Pulmonary Rehabilitation and Readmission Rates for Medicare Beneficiaries with Acute Exacerbation of Chronic Obstructive Pulmonary Disease.

2021 
Rationale Clinical trials outside of the United States have assessed whether pulmonary rehabilitation (PR) decreases readmission rates for chronic obstructive pulmonary disease (COPD). We investigated if PR was associated with lower readmission risk for Medicare patients hospitalized for COPD. Methods We identified adults enrolled in Medicare hospitalized for COPD exacerbation from a random sample of 5 million Medicare beneficiaries (2010-2012). Patients received PR if they attended ≥1 outpatient session. A cohort was identified to study non-elective 30-day all-cause readmissions; a subcohort was identified to study 1-year all-cause readmission. We used stabilized inverse probability weights to balance groups by patient demographics, comorbidities, frailty, smoking status and long-term oxygen use. We performed cause-specific regression with death as a competing risk. Results Of 1,839,827 hospitalizations from 2011-2012, we identified 78,074 for COPD. The 30-day cohort contained 7,825 COPD index hospitalizations, of which 235 (3%) received PR; one-year cohort contained 3,401, of which 108 (3%) received PR. The median number of PR sessions was 3 (IQR 1-11) for both cohorts.

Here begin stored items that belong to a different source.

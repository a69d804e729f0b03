//! # Composite Config
//!
//! [`CompositeConfig`] layers named children by precedence: reads ask the
//! most recently added child first and the first value found wins. Nothing
//! is merged; a mapping in a later child hides the whole mapping of an
//! earlier one.
//!
//! # Binding
//! Adding a child rebinds its interpolation lookup to the composite's root
//! lookup, so `${name}` in any child resolves against the whole tree, and
//! subscribes the composite to the child's `updated` event. Removing the
//! child undoes both.

use crate::Result;
use crate::decoder::Cast;
use crate::event::{EventHandler, ListenerId};
use crate::interpolation::{ConfigLookup, StrLookup};
use crate::node::ConfigNode;
use errors::ConfigError;
use parking_lot::RwLock;
use std::sync::{Arc, Weak};
use strata_core::{ConfigMap, Value};
use tracing::{debug, info};

struct Child {
    name: String,
    node: Arc<dyn ConfigNode>,
    listener: ListenerId,
}

/// Ordered, uniquely named children shared by the composite nodes.
///
/// Readers take a snapshot of the node list and release the lock before
/// calling into children, so children may call back into the parent.
pub(crate) struct ChildSet {
    entries: RwLock<Vec<Child>>,
}

impl ChildSet {
    pub(crate) fn new() -> Self {
        Self {
            entries: RwLock::new(Vec::new()),
        }
    }

    fn ensure_unique(&self, name: &str) -> Result<()> {
        if self.entries.read().iter().any(|child| child.name == name) {
            return Err(ConfigError::DuplicateName {
                name: name.to_string(),
            });
        }
        Ok(())
    }

    /// Bind and store a child. With `load`, the child is loaded after binding
    /// and dropped again if that fails.
    pub(crate) fn add(
        &self,
        name: &str,
        node: Arc<dyn ConfigNode>,
        root_lookup: Arc<dyn StrLookup>,
        on_update: impl Fn(&()) + Send + Sync + 'static,
        load: bool,
    ) -> Result<()> {
        self.ensure_unique(name)?;

        node.set_lookup(Some(root_lookup));
        let listener = node.updated().add(on_update);

        if load {
            if let Err(e) = node.load() {
                unbind(&node, listener);
                return Err(e);
            }
        }

        let mut entries = self.entries.write();
        if entries.iter().any(|child| child.name == name) {
            drop(entries);
            unbind(&node, listener);
            return Err(ConfigError::DuplicateName {
                name: name.to_string(),
            });
        }

        info!(name = %name, source = %node.describe(), "Added config");
        entries.push(Child {
            name: name.to_string(),
            node,
            listener,
        });
        Ok(())
    }

    pub(crate) fn remove(&self, name: &str) -> Option<Arc<dyn ConfigNode>> {
        let child = {
            let mut entries = self.entries.write();
            let position = entries.iter().position(|child| child.name == name)?;
            entries.remove(position)
        };

        unbind(&child.node, child.listener);
        info!(name = %name, "Removed config");
        Some(child.node)
    }

    pub(crate) fn get(&self, name: &str) -> Option<Arc<dyn ConfigNode>> {
        self.entries
            .read()
            .iter()
            .find(|child| child.name == name)
            .map(|child| child.node.clone())
    }

    pub(crate) fn names(&self) -> Vec<String> {
        self.entries
            .read()
            .iter()
            .map(|child| child.name.clone())
            .collect()
    }

    /// Children in add order.
    pub(crate) fn nodes(&self) -> Vec<(String, Arc<dyn ConfigNode>)> {
        self.entries
            .read()
            .iter()
            .map(|child| (child.name.clone(), child.node.clone()))
            .collect()
    }

    pub(crate) fn len(&self) -> usize {
        self.entries.read().len()
    }

    pub(crate) fn rebind(&self, lookup: &Arc<dyn StrLookup>) {
        for (_, node) in self.nodes() {
            node.set_lookup(Some(lookup.clone()));
        }
    }

    pub(crate) fn clear(&self) {
        let entries = std::mem::take(&mut *self.entries.write());
        for child in entries {
            unbind(&child.node, child.listener);
        }
    }
}

fn unbind(node: &Arc<dyn ConfigNode>, listener: ListenerId) {
    node.set_lookup(None);
    if let Err(e) = node.updated().remove(listener) {
        debug!("Child listener already removed: {}", e);
    }
}

/// Precedence composite: later children override earlier ones.
pub struct CompositeConfig {
    me: Weak<CompositeConfig>,
    children: ChildSet,
    lookup: RwLock<Option<Arc<dyn StrLookup>>>,
    load_on_add: bool,
    updated: EventHandler,
}

impl CompositeConfig {
    pub fn new() -> Arc<Self> {
        Self::with_load_on_add(false)
    }

    /// With `load_on_add`, [`add_config`](Self::add_config) loads each child
    /// as it is added and rejects children that fail to load.
    pub fn with_load_on_add(load_on_add: bool) -> Arc<Self> {
        Arc::new_cyclic(|me| Self {
            me: me.clone(),
            children: ChildSet::new(),
            lookup: RwLock::new(None),
            load_on_add,
            updated: EventHandler::new(),
        })
    }

    pub fn load_on_add(&self) -> bool {
        self.load_on_add
    }

    /// Add a child under a unique name. It takes precedence over every child
    /// added before it.
    pub fn add_config(&self, name: &str, config: Arc<dyn ConfigNode>) -> Result<()> {
        let me = self.me.clone();
        self.children.add(
            name,
            config,
            self.root_lookup(),
            move |_| {
                if let Some(me) = me.upgrade() {
                    me.updated.invoke(&());
                }
            },
            self.load_on_add,
        )
    }

    /// Remove and unbind a child.
    pub fn remove_config(&self, name: &str) -> Option<Arc<dyn ConfigNode>> {
        self.children.remove(name)
    }

    pub fn get_config(&self, name: &str) -> Option<Arc<dyn ConfigNode>> {
        self.children.get(name)
    }

    /// Child names in add order.
    pub fn config_names(&self) -> Vec<String> {
        self.children.names()
    }

    pub fn len(&self) -> usize {
        self.children.len()
    }

    pub fn is_empty(&self) -> bool {
        self.children.len() == 0
    }

    fn root_lookup(&self) -> Arc<dyn StrLookup> {
        match self.lookup.read().clone() {
            Some(lookup) => lookup,
            None => Arc::new(ConfigLookup::from_weak(self.me.clone())),
        }
    }
}

impl ConfigNode for CompositeConfig {
    fn get_raw(&self, key: &str) -> Option<Value> {
        self.children
            .nodes()
            .iter()
            .rev()
            .find_map(|(_, node)| node.get_raw(key))
    }

    fn get_value(&self, key: &str, cast: Option<&Cast>) -> Result<Option<Value>> {
        for (_, node) in self.children.nodes().iter().rev() {
            if let Some(value) = node.get_value(key, cast)? {
                return Ok(Some(value));
            }
        }
        Ok(None)
    }

    fn load(&self) -> Result<()> {
        for (name, node) in self.children.nodes() {
            debug!(name = %name, "Loading child config");
            node.load()?;
        }
        Ok(())
    }

    fn updated(&self) -> &EventHandler {
        &self.updated
    }

    fn lookup(&self) -> Option<Arc<dyn StrLookup>> {
        self.lookup.read().clone()
    }

    fn set_lookup(&self, lookup: Option<Arc<dyn StrLookup>>) {
        *self.lookup.write() = lookup;
        self.children.rebind(&self.root_lookup());
    }

    /// Union of the children's top-level keys, later children winning.
    fn raw_map(&self) -> ConfigMap {
        let mut map = ConfigMap::new();
        for (_, node) in self.children.nodes() {
            map.extend(node.raw_map());
        }
        map
    }

    fn describe(&self) -> String {
        format!("composite({})", self.config_names().join(", "))
    }
}

impl Drop for CompositeConfig {
    fn drop(&mut self) {
        self.children.clear();
    }
}
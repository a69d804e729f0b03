//! # URL Config
//!
//! Loads a payload over a [`Fetcher`] (HTTP by default) and follows
//! `@next` to further URLs.
//!
//! The reader is picked from the response content type first
//! (`application/json`, `text/x-yaml`, `application/vnd.yaml`, parameters
//! such as `; charset=utf-8` ignored) and from the URL path extension second.
//! Bodies must be UTF-8.

use crate::Result;
use crate::data::{DataConfig, ReadContext, Source};
use crate::interpolation::{BorrowedChain, EnvironmentLookup, StrInterpolator, StrLookup};
use crate::next::{Payload, load_chain};
use errors::ConfigError;
use parking_lot::Mutex;
use readers::{Reader, ReaderRegistry};
use reqwest::Url;
use reqwest::blocking::Client;
use reqwest::header::CONTENT_TYPE;
use std::path::Path;
use std::sync::Arc;
use std::time::Duration;
use strata_core::ConfigMap;
use tracing::debug;

/// Timeout applied by [`HttpFetcher::new`].
pub const DEFAULT_TIMEOUT: Duration = Duration::from_secs(30);

/// A fetched response.
#[derive(Debug, Clone)]
pub struct Fetched {
    /// Final URL, after redirects.
    pub url: String,
    pub content_type: Option<String>,
    pub body: Vec<u8>,
}

/// Retrieves the payload at a URL. Blocks until done or timed out.
pub trait Fetcher: Send + Sync {
    fn fetch(&self, url: &str) -> Result<Fetched>;
}

/// Blocking HTTP fetcher built on `reqwest`.
///
/// The client is created on first use, so constructing the fetcher inside an
/// async context is fine; `fetch` itself must run off the async workers.
pub struct HttpFetcher {
    timeout: Duration,
    client: Mutex<Option<Client>>,
}

impl HttpFetcher {
    pub fn new() -> Self {
        Self::with_timeout(DEFAULT_TIMEOUT)
    }

    pub fn with_timeout(timeout: Duration) -> Self {
        Self {
            timeout,
            client: Mutex::new(None),
        }
    }

    pub fn timeout(&self) -> Duration {
        self.timeout
    }

    fn client(&self) -> Result<Client> {
        let mut client = self.client.lock();
        if let Some(client) = client.as_ref() {
            return Ok(client.clone());
        }

        let built = Client::builder()
            .timeout(self.timeout)
            .build()
            .map_err(|e| http_error("client", e))?;
        *client = Some(built.clone());
        Ok(built)
    }
}

impl Default for HttpFetcher {
    fn default() -> Self {
        Self::new()
    }
}

fn http_error(url: &str, e: reqwest::Error) -> ConfigError {
    ConfigError::Source {
        source_name: url.to_string(),
        reason: e.to_string(),
    }
}

impl Fetcher for HttpFetcher {
    fn fetch(&self, url: &str) -> Result<Fetched> {
        let response = self
            .client()?
            .get(url)
            .send()
            .and_then(|response| response.error_for_status())
            .map_err(|e| http_error(url, e))?;

        let content_type = response
            .headers()
            .get(CONTENT_TYPE)
            .and_then(|value| value.to_str().ok())
            .map(str::to_string);
        let final_url = response.url().to_string();
        let body = response.bytes().map_err(|e| http_error(url, e))?.to_vec();

        Ok(Fetched {
            url: final_url,
            content_type,
            body,
        })
    }
}

/// Reader names suggested by a content type, e.g. `yaml` for `text/x-yaml`.
fn content_type_name(content_type: &str) -> Option<&str> {
    let mime = content_type.split(';').next()?.trim();
    let name = if mime.contains('.') {
        mime.rsplit('.').next()
    } else if mime.contains('-') {
        mime.rsplit('-').next()
    } else {
        mime.rsplit('/').next()
    }?;
    (!name.is_empty()).then_some(name)
}

fn url_extension(url: &str) -> Option<String> {
    let parsed = Url::parse(url.trim()).ok()?;
    let segment = parsed.path_segments()?.rfind(|s| !s.is_empty())?;
    Path::new(segment)
        .extension()
        .and_then(|ext| ext.to_str())
        .map(str::to_string)
}

pub struct UrlSource {
    url: String,
    reader: Option<Arc<dyn Reader>>,
    registry: Arc<ReaderRegistry>,
    fetcher: Arc<dyn Fetcher>,
}

impl UrlSource {
    fn reader_for(&self, url: &str, content_type: Option<&str>) -> Result<Arc<dyn Reader>> {
        if let Some(reader) = &self.reader {
            return Ok(reader.clone());
        }

        let from_type = content_type.and_then(content_type_name).map(str::to_string);
        from_type
            .into_iter()
            .chain(url_extension(url))
            .find_map(|name| self.registry.get_reader(&name))
            .ok_or_else(|| ConfigError::UnsupportedFormat {
                name: format!(
                    "{} (content type {})",
                    url,
                    content_type.unwrap_or("missing")
                ),
            })
    }

    fn fetch_one(&self, location: &str, ctx: &ReadContext<'_>) -> Result<Payload> {
        let lookup = BorrowedChain(vec![&EnvironmentLookup as &dyn StrLookup, ctx.lookup]);
        let url = StrInterpolator::keeping().resolve(location, &lookup)?;

        let fetched = self.fetcher.fetch(&url)?;
        let reader = self.reader_for(&fetched.url, fetched.content_type.as_deref())?;
        debug!(url = %fetched.url, format = reader.format(), "Reading config url");

        let text = String::from_utf8(fetched.body).map_err(|e| ConfigError::InvalidData {
            reason: format!("{} is not UTF-8: {}", fetched.url, e),
        })?;

        Ok(Payload {
            id: fetched.url,
            data: reader.read(&text)?,
        })
    }
}

impl Source for UrlSource {
    fn read(&self, ctx: &ReadContext<'_>) -> Result<ConfigMap> {
        load_chain(&self.url, |location| self.fetch_one(location, ctx))
    }

    fn describe(&self) -> String {
        format!("url {}", self.url)
    }
}

pub type UrlConfig = DataConfig<UrlSource>;

impl DataConfig<UrlSource> {
    pub fn new(url: impl Into<String>) -> Self {
        Self::with_source(UrlSource {
            url: url.into(),
            reader: None,
            registry: Arc::new(ReaderRegistry::with_defaults()),
            fetcher: Arc::new(HttpFetcher::new()),
        })
    }

    pub fn with_fetcher(mut self, fetcher: Arc<dyn Fetcher>) -> Self {
        self.source_mut().fetcher = fetcher;
        self
    }

    pub fn with_reader(mut self, reader: Arc<dyn Reader>) -> Self {
        self.source_mut().reader = Some(reader);
        self
    }

    pub fn with_registry(mut self, registry: Arc<ReaderRegistry>) -> Self {
        self.source_mut().registry = registry;
        self
    }

    pub fn url(&self) -> &str {
        &self.source().url
    }
}
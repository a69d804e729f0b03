//! # Strata Errors
//!
//! Error taxonomy for the strata configuration engine.
//!
//! - Uses `thiserror` for structured error definitions
//! - `ConfigError` is the error every node operation returns; the narrower
//!   kinds convert into it transparently so callers can still match on them

use thiserror::Error;

/// Boxed cause carried by wrapping errors.
pub type BoxError = Box<dyn std::error::Error + Send + Sync + 'static>;

/// Structural configuration errors.
#[derive(Debug, Error)]
pub enum ConfigError {
    #[error("File not found: {path}")]
    FileNotFound { path: String },

    #[error("Unsupported config format: {name}")]
    UnsupportedFormat { name: String },

    #[error("Invalid @next reference: {reason}")]
    InvalidNext { reason: String },

    #[error("Configuration with name {name} already exists")]
    DuplicateName { name: String },

    #[error("Invalid argument {argument}: {reason}")]
    InvalidArgument { argument: String, reason: String },

    #[error("Invalid configuration data: {reason}")]
    InvalidData { reason: String },

    #[error("Failed to parse {format}: {reason}")]
    Parse { format: String, reason: String },

    #[error("Source {source_name} failed: {reason}")]
    Source { source_name: String, reason: String },

    #[error("IO error: {0}")]
    Io(#[from] std::io::Error),

    #[error(transparent)]
    Decode(#[from] DecodeError),

    #[error(transparent)]
    Interpolation(#[from] InterpolationError),

    #[error(transparent)]
    Scheduler(#[from] SchedulerError),
}

/// A value could not be converted to the requested type.
#[derive(Debug, Error)]
pub enum DecodeError {
    #[error("Cannot decode a null value to {target}")]
    NullValue { target: String },

    #[error("Type {target} not supported")]
    Unsupported { target: String },

    #[error("Error decoding {value} to {target}: {source}")]
    Conversion {
        value: String,
        target: String,
        #[source]
        source: BoxError,
    },
}

impl DecodeError {
    pub fn conversion(
        value: impl Into<String>,
        target: impl Into<String>,
        source: impl Into<BoxError>,
    ) -> Self {
        Self::Conversion {
            value: value.into(),
            target: target.into(),
            source: source.into(),
        }
    }
}

/// Placeholder resolution failed.
#[derive(Debug, Error)]
pub enum InterpolationError {
    #[error("Interpolation variable {name} not found")]
    MissingVariable { name: String },

    #[error("Interpolation of {text} exceeded {depth} nested lookups")]
    RecursionLimit { text: String, depth: usize },
}

/// Scheduler misuse.
#[derive(Debug, Error, PartialEq, Eq)]
pub enum SchedulerError {
    #[error("Scheduler is closed")]
    Closed,

    #[error("Interval must be greater than zero")]
    InvalidInterval,

    #[error("Unable to start scheduler runtime: {reason}")]
    Runtime { reason: String },
}
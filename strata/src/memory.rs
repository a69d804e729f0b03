//! # Memory Config
//!
//! A data node whose snapshot is built in code and changed with
//! [`MemoryConfig::set`].

use crate::Result;
use crate::data::{DataConfig, ReadContext, Source};
use crate::node::ConfigNode;
use strata_core::{ConfigMap, Value};

/// Source of a [`MemoryConfig`]. Loading republishes the current snapshot.
#[derive(Debug, Default, Clone, Copy)]
pub struct MemorySource;

impl Source for MemorySource {
    fn read(&self, ctx: &ReadContext<'_>) -> Result<ConfigMap> {
        Ok(ctx.current.clone())
    }

    fn describe(&self) -> String {
        "memory".to_string()
    }
}

pub type MemoryConfig = DataConfig<MemorySource>;

impl DataConfig<MemorySource> {
    pub fn new() -> Self {
        Self::with_data(ConfigMap::new())
    }

    pub fn with_data(data: ConfigMap) -> Self {
        Self::with_snapshot(MemorySource, data)
    }

    /// Build from key/value pairs. Keys are stored as given; dotted keys are
    /// not expanded into nested mappings.
    pub fn from_pairs<K, V>(pairs: impl IntoIterator<Item = (K, V)>) -> Self
    where
        K: Into<String>,
        V: Into<Value>,
    {
        Self::with_data(pairs.into_iter().collect())
    }

    /// Set a top-level key, publish the new snapshot, then fire `updated`.
    pub fn set(&self, key: impl Into<String>, value: impl Into<Value>) {
        let key = key.into();
        let value = value.into();
        self.update(|current| {
            let mut next = current.clone();
            next.insert(key.clone(), value.clone());
            next
        });
        self.updated().invoke(&());
    }
}

impl Default for DataConfig<MemorySource> {
    fn default() -> Self {
        Self::new()
    }
}

#[cfg(test)]
mod tests {
    use super::*;
    use crate::node::ConfigNodeExt;
    use std::sync::Arc;
    use std::sync::atomic::{AtomicBool, AtomicUsize, Ordering};
    use std::thread;

    #[test]
    fn test_from_pairs() {
        let config = MemoryConfig::from_pairs([("key", "value"), ("Other", "x")]);

        assert_eq!(config.get("KEY").unwrap(), Some(Value::from("value")));
        assert_eq!(config.keys(), vec!["Other".to_string(), "key".to_string()]);
    }

    #[test]
    fn test_set_publishes_then_notifies() {
        let config = Arc::new(MemoryConfig::new());
        let seen = Arc::new(AtomicUsize::new(0));

        let observer = Arc::downgrade(&config);
        let seen_value = seen.clone();
        config.on_updated(move || {
            if let Some(config) = observer.upgrade() {
                let value = config.get_int("counter", 0).unwrap();
                seen_value.store(value as usize, Ordering::SeqCst);
            }
        });

        config.set("counter", 5);
        assert_eq!(seen.load(Ordering::SeqCst), 5);
    }

    #[test]
    fn test_set_does_not_touch_previous_snapshot() {
        let config = MemoryConfig::from_pairs([("a", 1)]);
        let before = config.snapshot();

        config.set("b", 2);

        assert!(before.get("b").is_none());
        assert_eq!(config.get_int("b", 0).unwrap(), 2);
        assert_eq!(config.get_int("a", 0).unwrap(), 1);
    }

    #[test]
    fn test_load_keeps_data() {
        let config = MemoryConfig::from_pairs([("a", 1)]);
        config.load().unwrap();
        config.load().unwrap();
        assert_eq!(config.get_int("a", 0).unwrap(), 1);
    }

    #[test]
    fn test_concurrent_load_keeps_every_set() {
        let config = MemoryConfig::new();
        let done = AtomicBool::new(false);

        thread::scope(|scope| {
            scope.spawn(|| {
                while !done.load(Ordering::SeqCst) {
                    config.load().unwrap();
                }
            });
            for i in 0..500 {
                config.set(format!("k{i}"), i);
            }
            done.store(true, Ordering::SeqCst);
        });

        let missing = (0..500)
            .filter(|i| config.get_raw(&format!("k{i}")).is_none())
            .count();
        assert_eq!(missing, 0);
    }

    #[test]
    fn test_interpolation_resolves_from_self() {
        let config = MemoryConfig::from_pairs([("key", "value"), ("ref", "${key}")]);
        assert_eq!(config.get_str("ref", "").unwrap(), "value");
    }
}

There were fewer deaths in 30-day PR group (9 versus 18/100 patients at risk, P<0.001) and 1-year PR group (<11 versus 36/100 patients at risk, P<0.001). Hazard ratio for 30-day readmission was 0.47 (95% CI 0.33-0.68, P<0.0001). Hazard ratio for 1-year readmission was 1.45 (95% CI 1.19-1.76, P<0.001). Conclusions This is one of the first studies of PR and readmissions in Medicare patients. We found that PR was associated with lower risk of 30-day all-cause readmissions but higher risk of 1-year all-cause readmission.